A・まずは「新型コロナウイルスの感染拡大」です。開館を約3ヶ月遅らせ、活動も大幅に制限されました。次に「集客」です。柔道の価値を多くの方に知っていただくために、ホームページはもちろん、今までやったことがなかったSNSも活用しています。まだ開館して半年なので苦労は尽きませんが、アイディアを絞り出しながら、一歩ずつ前進していきたいです。

Q・海外の柔道家に、日本の「競技重視柔道」について疑問視された時に、戸惑いませんでしたか?

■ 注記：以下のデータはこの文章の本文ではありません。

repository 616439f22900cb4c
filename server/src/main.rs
use canvass_server::core::CoreApp;

#[tokio::main]
async fn main() {
    if let Err(e) = CoreApp::run().await {
        eprintln!("\nError: {}\n", e);
        std::process::exit(1);
    }
}
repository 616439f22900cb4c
//! Unified error type for data layer
//!
//! Wraps backend-specific errors so services and handlers only deal with
//! `DataError`.

use thiserror::Error;

/// Unified error type for data layer operations
#[derive(Error, Debug)]
pub enum DataError {
    /// SQLite database error
    #[error("SQLite error: {0}")]
    Sqlite(sqlx::Error),

    /// Migration failed
    #[error("Migration {version} ({name}) failed on {backend}: {error}")]
    MigrationFailed {
        backend: &'static str,
        version: i32,
        name: String,
        error: String,
    },

    /// IO error
    #[error("IO error: {0}")]
    Io(#[from] std::io::Error),

    /// Conflict error (duplicate entry, lost compare-and-swap)
    #[error("Conflict: {0}")]
    Conflict(String),
}

/// Convert from the backend SqliteError type
impl From<crate::data::sqlite::SqliteError> for DataError {
    fn from(e: crate::data::sqlite::SqliteError) -> Self {
        match e {
            crate::data::sqlite::SqliteError::Database(e) => Self::Sqlite(e),
            crate::data::sqlite::SqliteError::MigrationFailed {
                version,
                name,
                error,
            } => Self::MigrationFailed {
                backend: "sqlite",
                version,
                name,
                error,
            },
            crate::data::sqlite::SqliteError::Io(e) => Self::Io(e),
            crate::data::sqlite::SqliteError::Conflict(msg) => Self::Conflict(msg),
        }
    }
}

#[cfg(test)]
mod tests {
    use super::*;
    use crate::data::sqlite::SqliteError;

    #[test]
    fn test_migration_failed_from_sqlite() {
        let err: DataError = SqliteError::MigrationFailed {
            version: 2,
            name: "add_sessions_index".to_string(),
            error: "syntax error".to_string(),
        }
        .into();
        assert_eq!(
            err.to_string(),
            "Migration 2 (add_sessions_index) failed on sqlite: syntax error"
        );
    }

    #[test]
    fn test_conflict_from_sqlite() {
        let err: DataError = SqliteError::Conflict("taken".to_string()).into();
        assert!(matches!(err, DataError::Conflict(ref m) if m == "taken"));
    }
}
//! HTTP middleware (CORS, 404 fallback)

use axum::body::to_bytes;
use axum::extract::Request;
use axum::http::{HeaderValue, Method, header};
use axum::response::IntoResponse;
use tower_http::cors::{AllowOrigin, CorsLayer};

use super::types::ApiError;
use crate::core::config::is_all_interfaces;

/// Allowed origins configuration
#[derive(Debug, Clone)]
pub struct AllowedOrigins {
    origins: Vec<String>,
}

impl AllowedOrigins {
    /// Origins a browser console served next to the API may use
    ///
    /// Covers the API port itself and the port above it, where a dev server
    /// for the admin console usually runs.
    pub fn new(host: &str, port: u16) -> Self {
        let mut origins = Vec::new();
        let dev_port = port.saturating_add(1);
        let is_all = is_all_interfaces(host);

        let base_hosts: Vec<&str> = if is_all || host == "127.0.0.1" || host == "localhost" {
            vec!["localhost", "127.0.0.1"]
        } else {
            vec![host]
        };

        for h in &base_hosts {
            origins.push(format!("http://{}:{}", h, port));
            origins.push(format!("http://{}:{}", h, dev_port));
            origins.push(format!("http://{}", h));
        }

        // LAN addresses when bound to all interfaces
        if is_all && let Ok(interfaces) = local_ip_address::list_afinet_netifas() {
            for (_, ip) in interfaces
                .iter()
                .filter(|(_, ip)| ip.is_ipv4() && !ip.is_loopback())
            {
                origins.push(format!("http://{}:{}", ip, port));
                origins.push(format!("http://{}:{}", ip, dev_port));
            }
        }

        Self { origins }
    }

    #[cfg(test)]
    fn is_allowed(&self, origin: &str) -> bool {
        self.origins.iter().any(|o| o == origin)
    }

    fn as_header_values(&self) -> Vec<HeaderValue> {
        self.origins.iter().filter_map(|o| o.parse().ok()).collect()
    }
}

/// CORS layer for bearer-token clients
pub fn cors(allowed: &AllowedOrigins) -> CorsLayer {
    CorsLayer::new()
        .allow_origin(AllowOrigin::list(allowed.as_header_values()))
        .allow_methods([
            Method::GET,
            Method::POST,
            Method::PATCH,
            Method::DELETE,
            Method::OPTIONS,
        ])
        .allow_headers([
            header::CONTENT_TYPE,
            header::AUTHORIZATION,
            header::ACCEPT,
            header::ORIGIN,
        ])
}

const MAX_404_BODY_LOG: usize = 64 * 1024; // 64KB limit for logging

fn not_found() -> ApiError {
    ApiError::not_found("ROUTE_NOT_FOUND", "Not found")
}

/// Fallback for unknown routes, dumping the request at debug level
pub async fn handle_404(req: Request) -> impl IntoResponse {
    if !tracing::enabled!(tracing::Level::DEBUG) {
        return not_found();
    }

    let method = req.method().clone();
    let uri = req.uri().clone();
    let headers = req.headers().clone();

    let body_bytes = match to_bytes(req.into_body(), MAX_404_BODY_LOG).await {
        Ok(bytes) => bytes,
        Err(_) => {
            tracing::debug!("[404] {} {} (failed to read body)", method, uri);
            return not_found();
        }
    };

    let mut headers_map = serde_json::Map::new();
    for (name, value) in headers.iter() {
        if name == header::AUTHORIZATION {
            continue;
        }
        if let Ok(value_str) = value.to_str() {
            headers_map.insert(
                name.to_string(),
                serde_json::Value::String(value_str.to_string()),
            );
        }
    }

    let body_value = if body_bytes.is_empty() {
        serde_json::Value::Null
    } else {
        serde_json::from_slice(&body_bytes).unwrap_or_else(|_| {
            String::from_utf8(body_bytes.to_vec())
                .map(serde_json::Value::String)
                .unwrap_or_else(|_| {
                    serde_json::Value::String(format!("<binary {} bytes>", body_bytes.len()))
                })
        })
    };

    let log_entry = serde_json::json!({
        "status": 404,
        "method": method.to_string(),
        "url": uri.to_string(),
        "headers": headers_map,
        "body": body_value,
    });

    if let Ok(pretty) = serde_json::to_string_pretty(&log_entry) {
        tracing::debug!("[404]\n{}", pretty);
    }

    not_found()
}
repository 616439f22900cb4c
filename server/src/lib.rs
pub mod api;
pub mod app;
pub mod core;
pub mod data;
pub mod domain;
pub mod utils;
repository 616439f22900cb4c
//! User accounts: creation with derived usernames, credential checks

use thiserror::Error;

use crate::data::types::{NewUser, UserRole, UserRow};
use crate::data::{DataError, TransactionalRepository};
use crate::utils::password::{PasswordError, hash_password, verify_password};

#[derive(Debug, Error)]
pub enum UserError {
    #[error(transparent)]
    Password(#[from] PasswordError),
    #[error(transparent)]
    Data(#[from] DataError),
}

/// Parameters for a new account
#[derive(Debug, Clone)]
pub struct CreateUser {
    pub name: String,
    pub email: String,
    pub password: String,
    pub role: UserRole,
}

/// Local part of an email address, used as the username stem
pub fn username_base(email: &str) -> &str {
    email.split('@').next().unwrap_or(email)
}

/// Split a display name into first name and the remainder
pub fn split_name(name: &str) -> (String, String) {
    let mut words = name.split_whitespace();
    let first = words.next().unwrap_or_default().to_string();
    let rest = words.collect::<Vec<_>>().join(" ");
    (first, rest)
}

/// First free username among `base`, `base1`, `base2`, ...
pub async fn unique_username(
    repo: &dyn TransactionalRepository,
    base: &str,
) -> Result<String, DataError> {
    if !repo.username_exists(base).await? {
        return Ok(base.to_string());
    }
    let mut counter = 1u32;
    loop {
        let candidate = format!("{}{}", base, counter);
        if !repo.username_exists(&candidate).await? {
            return Ok(candidate);
        }
        counter += 1;
    }
}

/// Create an account, deriving a unique username from the email
///
/// Fails with `DataError::Conflict` when the email is already registered.
pub async fn create_user(
    repo: &dyn TransactionalRepository,
    input: CreateUser,
) -> Result<UserRow, UserError> {
    let username = unique_username(repo, username_base(&input.email)).await?;
    let (first_name, last_name) = split_name(&input.name);
    let password_hash = hash_password(&input.password)?;

    let user = repo
        .create_user(&NewUser {
            username,
            email: input.email,
            first_name,
            last_name,
            password_hash,
            is_admin: input.role.is_admin(),
        })
        .await?;

    tracing::debug!(user_id = %user.id, username = %user.username, role = %user.role(), "User created");
    Ok(user)
}

/// Look up an active user by email and check the password
///
/// Unknown emails, inactive accounts and wrong passwords all yield `None`.
pub async fn verify_credentials(
    repo: &dyn TransactionalRepository,
    email: &str,
    password: &str,
) -> Result<Option<UserRow>, UserError> {
    let Some(user) = repo.get_user_by_email(email).await? else {
        return Ok(None);
    };
    if !user.is_active {
        return Ok(None);
    }
    match verify_password(password, &user.password_hash) {
        Ok(true) => Ok(Some(user)),
        Ok(false) => Ok(None),
        Err(e) => {
            tracing::warn!(user_id = %user.id, error = %e, "Stored password hash is unreadable");
            Ok(None)
        }
    }
}
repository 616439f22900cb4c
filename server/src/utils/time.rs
//! Time utility functions

use chrono::{DateTime, Utc};

/// Convert unix seconds to DateTime<Utc>
pub fn secs_to_datetime(secs: i64) -> DateTime<Utc> {
    DateTime::from_timestamp(secs, 0).unwrap_or_else(|| {
        tracing::warn!(secs, "Invalid timestamp, using epoch");
        DateTime::UNIX_EPOCH
    })
}

#[cfg(test)]
mod tests {
    use super::*;
    use chrono::Datelike;

    #[test]
    fn test_secs_to_datetime_known_value() {
        // 2024-01-01 00:00:00 UTC
        let dt = secs_to_datetime(1_704_067_200);
        assert_eq!((dt.year(), dt.month(), dt.day()), (2024, 1, 1));
    }

    #[test]
    fn test_out_of_range_falls_back_to_epoch() {
        assert_eq!(secs_to_datetime(i64::MAX), DateTime::UNIX_EPOCH);
    }
}
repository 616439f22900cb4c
//! Answer log listing

use std::sync::Arc;

use axum::extract::State;
use axum::routing::get;
use axum::{Json, Router};
use chrono::{DateTime, Utc};
use serde::Serialize;
use utoipa::ToSchema;

use crate::api::auth::Auth;
use crate::api::types::ApiError;
use crate::data::TransactionalService;
use crate::data::types::ResponseRow;
use crate::utils::time::secs_to_datetime;

#[derive(Debug, Serialize, ToSchema)]
pub struct ResponseDto {
    pub id: String,
    pub user_id: String,
    pub questionnaire_id: String,
    pub question_text: String,
    pub response: Option<String>,
    pub timestamp: DateTime<Utc>,
}

impl From<ResponseRow> for ResponseDto {
    fn from(row: ResponseRow) -> Self {
        Self {
            id: row.id,
            user_id: row.user_id,
            questionnaire_id: row.questionnaire_id,
            question_text: row.question_text,
            response: row.answer_text,
            timestamp: secs_to_datetime(row.answered_at),
        }
    }
}

#[derive(Clone)]
pub struct ResponsesApiState {
    pub database: Arc<TransactionalService>,
}

pub fn routes(database: Arc<TransactionalService>) -> Router<()> {
    Router::new()
        .route("/", get(list_responses))
        .with_state(ResponsesApiState { database })
}

/// All submitted answers, newest first
#[utoipa::path(
    get,
    path = "/api/v1/responses",
    tag = "responses",
    responses(
        (status = 200, description = "Answer log", body = Vec<ResponseDto>)
    )
)]
pub async fn list_responses(
    State(state): State<ResponsesApiState>,
    _auth: Auth,
) -> Result<Json<Vec<ResponseDto>>, ApiError> {
    let rows = state.database.repository().list_responses().await?;
    Ok(Json(rows.into_iter().map(ResponseDto::from).collect()))
}
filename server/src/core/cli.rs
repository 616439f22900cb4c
use clap::{Parser, Subcommand};

use std::path::PathBuf;

use super::constants::{
    ENV_ACCESS_TOKEN_MINUTES, ENV_CONFIG, ENV_DEFAULT_PASSWORD, ENV_HOST, ENV_PORT,
    ENV_REFRESH_TOKEN_DAYS,
};

#[derive(Parser)]
#[command(name = "canvass")]
#[command(version, about = "Questionnaire assignment and response collection server", long_about = None)]
pub struct Cli {
    #[command(subcommand)]
    pub command: Option<Commands>,

    /// Server host address
    #[arg(long, short = 'H', global = true, env = ENV_HOST)]
    pub host: Option<String>,

    /// Server port
    #[arg(long, short = 'p', global = true, env = ENV_PORT)]
    pub port: Option<u16>,

    /// Path to config file
    #[arg(long, short = 'c', global = true, env = ENV_CONFIG)]
    pub config: Option<PathBuf>,

    /// Access token lifetime in minutes
    #[arg(long, global = true, env = ENV_ACCESS_TOKEN_MINUTES)]
    pub access_token_minutes: Option<u32>,

    /// Refresh token lifetime in days
    #[arg(long, global = true, env = ENV_REFRESH_TOKEN_DAYS)]
    pub refresh_token_days: Option<u32>,

    /// Password given to users created without one
    #[arg(long, global = true, env = ENV_DEFAULT_PASSWORD, hide_env_values = true)]
    pub default_password: Option<String>,
}

#[derive(Subcommand, Clone, Debug)]
pub enum Commands {
    /// Start the server (default command)
    Start,
    /// User management commands
    User {
        #[command(subcommand)]
        command: UserCommands,
    },
    /// System maintenance commands
    System {
        #[command(subcommand)]
        command: SystemCommands,
    },
}

#[derive(Subcommand, Clone, Debug)]
pub enum UserCommands {
    /// Create a user account (use --admin for the first administrator)
    Create {
        /// Login email
        #[arg(long)]
        email: String,
        /// Login password
        #[arg(long)]
        password: String,
        /// Display name (defaults to the email's local part)
        #[arg(long)]
        name: Option<String>,
        /// Grant the admin role
        #[arg(long)]
        admin: bool,
    },
}

#[derive(Subcommand, Clone, Debug)]
pub enum SystemCommands {
    /// Delete local data directory (database and secrets). Requires confirmation.
    Prune {
        /// Skip confirmation prompt
        #[arg(short, long)]
        yes: bool,
    },
}

/// Configuration derived from CLI arguments
#[derive(Debug, Clone, Default)]
pub struct CliConfig {
    pub host: Option<String>,
    pub port: Option<u16>,
    pub config: Option<PathBuf>,
    pub access_token_minutes: Option<u32>,
    pub refresh_token_days: Option<u32>,
    pub default_password: Option<String>,
}

impl Cli {
    /// Split parsed arguments into config overrides and the subcommand
    fn into_parts(self) -> (CliConfig, Option<Commands>) {
        let config = CliConfig {
            host: self.host,
            port: self.port,
            config: self.config,
            access_token_minutes: self.access_token_minutes,
            refresh_token_days: self.refresh_token_days,
            default_password: self.default_password,
        };
        (config, self.command)
    }
}

/// Parse CLI arguments and return config with command
pub fn parse() -> (CliConfig, Option<Commands>) {
    Cli::parse().into_parts()
}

A・私は、そもそも「柔道は教育」という考えに重きを置いていたので、海外の方の考え方に共感できました。海外では「幼児教育」や「生涯スポーツ」として柔道を活用している例が多いです。海外の方は柔道の価値をよく分かっています。国内だけでは見えにくい柔道の本質的な素晴らしさを、海外の方から教えていただくことは多いです。これからも、国内外の柔道家の方々から色々なことを吸収していきたいと思います。

3.セッションを終えて

地域スポーツで最も大切なことは、その地域に住む老若男女それぞれの「ニーズ」に応えることです。スポーツには「子育て」「高齢化」など地域が抱える様々な課題を解決する糸口もあります。その上で、「競技力向上」とは違った目的を持った柔道場が存在する意味は大きいと再実感しました。
 私は、競技としての柔道も大好きですが、それとは違う方向の活動を行うことで、地域に貢献したいと考えています。今回ご参加された方々との交流を通じて、色々なアイディアも浮かびました。この機会を次に生かし、これからも地域、柔道界の発展に尽力していきたいと思います。

綾川 浩史(文武一道塾 咲柔館 館長)

セッション概要

日時
2021年1月17日(日)16:30-18:00
セッション名
地域のスポーツのこれから -教員から転身して道場を起業&勝つことを一旦止める-
セッション内容
全国のスポーツ少年団が大幅に減少するなど、地域のスポーツ環境は大きく変化しています。そこで、
①スポーツ指導をすることで「飯を食っていける」環境ができてこそ地域のスポーツは豊かになるという想いから、学校の教員から転身して道場経営をはじめた栃木県の綾川浩史氏、
②「勝つことを一旦止める」という方針を掲げ、発達障害のある子もない子も共に柔道できるクラブを立ち上げた愛媛県の長野敏秀氏、
二人の挑戦者が見ている未来を伺いながら、地域のスポーツのこれからを話し合います。
登壇者
綾川浩史氏
文武一道塾 咲柔館 館長 國學院大學栃木中学・高等学校において17年間勤務、女子柔道部監督を務める。その後、文武一道塾志道館(東京)において幼児から社会人まで幅広い年齢層を指導したのち、2020年6月21日、栃木県栃木市に文武一道塾 咲柔館を開館する。
文武一道塾 咲柔館のウエブサイトはこちら。綾川浩史先生が連載するnoteはこちら

長野敏秀氏
ユニバーサル柔道アカデミー代表。 四国中央市役所発達支援課( 子ども若者発達支援センター) 勤務。一般財団法人愛媛県柔道協会理事長。地元の少年柔道クラブで長年指導するが、指導のあり方に問題意識をもち、2015年9月、愛媛県四国中央市にて、発達障害のある子もない子も共に柔道ができる環境を目指して、少年柔道クラブ「ユニバーサル柔道アカデミー」を設立。著書に「発達が気になる子が輝く柔道&スポーツの指導法」(共著)がある。